Gli umanisti del Rinascimento curarono, corressero, tradussero e stamparono testi antichi appartenenti alla tradizione biblica e greco-latina. Emerse allora la critica testuale, ovvero la creazione di testi basati su copie divergenti. Gli studia humanitatis comprendevano lo studio dell'ebraico, del greco e del latino. Oltre alla competenza linguistica, il mestiere dell'umanista presuppone una conoscenza approfondita dei grandi testi della letteratura e della filosofia, una nuova sensibilità per la filologia, la storia e i contesti compositivi, che culminerà nel XIX secolo con la nascita dell'ermeneutica moderna.
La critica testuale conduce impercettibilmente al pensiero critico. Lutero diede inizio allo scisma all'interno del cristianesimo latino sfidando l'autorità della Chiesa, che trasferì alle Sacre Scritture, ora disponibili nelle lingue volgari: questo è il famoso slogan "Sola Scriptura" (Sola Scrittura). Figura di spicco tra gli intellettuali europei, Erasmo da Rotterdam si guadagnò da vivere grazie alla stampa, si destreggiò in una rete intellettuale transnazionale e non esitò a criticare la società e le élite del suo tempo (come nel suo celebre *Elogio della follia*). Attraverso la sua opera monumentale, si affermò come uno dei più importanti editori, filologi, traduttori, teologi e pedagoghi d'Europa. Di fronte all'ascesa dell'odio religioso (e a differenza del focoso Lutero), Erasmo si fece promotore di un pacifico umanesimo cristiano.

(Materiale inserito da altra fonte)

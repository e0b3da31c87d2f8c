//! Errors raised while framing or decoding stream traffic.

use thiserror::Error;

/// Failures of the length-prefix frame layer.
///
/// Every variant except [`FrameError::PeerClosed`] leaves the stream in an
/// unknown position and is fatal to it.
#[derive(Debug, Error)]
pub enum FrameError {
    /// The stream ended cleanly before the first byte of a frame.
    #[error("peer closed the stream")]
    PeerClosed,

    /// The stream ended inside a length prefix or payload.
    #[error("truncated frame: expected {expected} bytes, got {got}")]
    TruncatedFrame { expected: usize, got: usize },

    /// The length prefix announced more than the configured maximum.
    #[error("frame of {len} bytes exceeds limit of {max}")]
    Oversized { len: u32, max: u32 },

    /// The underlying stream rejected a read.
    #[error("read failed: {0}")]
    ReadFailed(#[source] std::io::Error),

    /// The underlying stream rejected a write or flush.
    #[error("write failed: {0}")]
    WriteFailed(#[source] std::io::Error),

    /// The read or write deadline elapsed.
    #[error("stream deadline elapsed")]
    Timeout,
}

/// Failures of the envelope codec. Decoding never yields partial results.
#[derive(Debug, Clone, PartialEq, Eq, Error)]
pub enum CodecError {
    /// The action tag is not a known request or response action.
    #[error("unsupported action tag {0}")]
    UnsupportedAction(u32),

    /// The payload variant disagrees with the declared action.
    #[error("malformed payload: {0}")]
    MalformedPayload(String),

    /// The envelope predates the oldest version still understood.
    #[error("unsupported codec version {0}")]
    UnsupportedVersion(u16),

    /// The bytes are not a valid envelope at all.
    #[error("serialization error: {0}")]
    Serialization(String),
}

impl From<bincode::Error> for CodecError {
    fn from(err: bincode::Error) -> Self {
        CodecError::Serialization(err.to_string())
    }
}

All'inizio del XIX secolo, un dibattito, esemplificato in particolare dal pedagogista Friedrich Niethammer, divise le menti in Germania. L'istruzione – sempre più rivolta all'intera popolazione – dovrebbe essere incentrata su materie "utili" di natura scientifica e tecnica, o piuttosto sullo sviluppo della mente, del gusto, del giudizio morale indipendente e della capacità di partecipare a una cultura condivisa attraverso lo studio dei testi antichi?

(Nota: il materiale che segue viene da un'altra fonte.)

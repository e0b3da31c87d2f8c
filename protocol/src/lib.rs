// Copyright (c) 2026 shardnet contributors. MIT License.
// See LICENSE for details.

//! # Shardnet Protocol: Core Library
//!
//! The content-resolution layer of a sharded chain node. The chain is split
//! into a Prime → Region → Zone hierarchy, and every block, header or
//! transaction this node does not have locally is fetched from peers that
//! share its shard.
//!
//! ## Architecture
//!
//! - **types**: `ContentHash`, `Location` and the block/header/transaction payloads.
//! - **wire**: length-prefixed framing and the versioned request/response codec.
//! - **network**: shard addressing, the stream handler, gossip relay, DHT
//!   router, result caches, the resolution orchestrator and `P2pNode`.
//! - **config**: wire constants, timing constants and runtime configuration.
//!
//! ## Resolution in one paragraph
//!
//! A lookup checks the local result cache, then asks every gossip-mesh peer
//! of the shard's topic over a direct stream, then runs a bounded number of
//! DHT provider rounds. The first peer that returns the object wins; the
//! object is cached and this node announces itself as a provider so others
//! can find it too.
//!
//! The peer-to-peer stack itself (connections, mesh maintenance, Kademlia)
//! is consumed through the traits in [`network::transport`].

pub mod config;
pub mod network;
pub mod types;
pub mod wire;

pub use network::{DataKind, P2pNode};
pub use types::{Block, ContentHash, Header, Location, Transaction};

la cosiddetta educazione umanistica è sempre più riservata a una piccola minoranza di specialisti professionisti
La prima opzione, più immediatamente pratica, si chiama filantropia. La seconda, che enfatizza lo sviluppo personale o "Bildung", si chiama umanesimo. Nel mondo occidentale, questo dibattito si è protratto fino al XX secolo inoltrato, finché la cosiddetta educazione umanistica non fu più riservata a una piccola minoranza di specialisti professionisti e non costituì più il quadro educativo della maggioranza, e nemmeno delle élite.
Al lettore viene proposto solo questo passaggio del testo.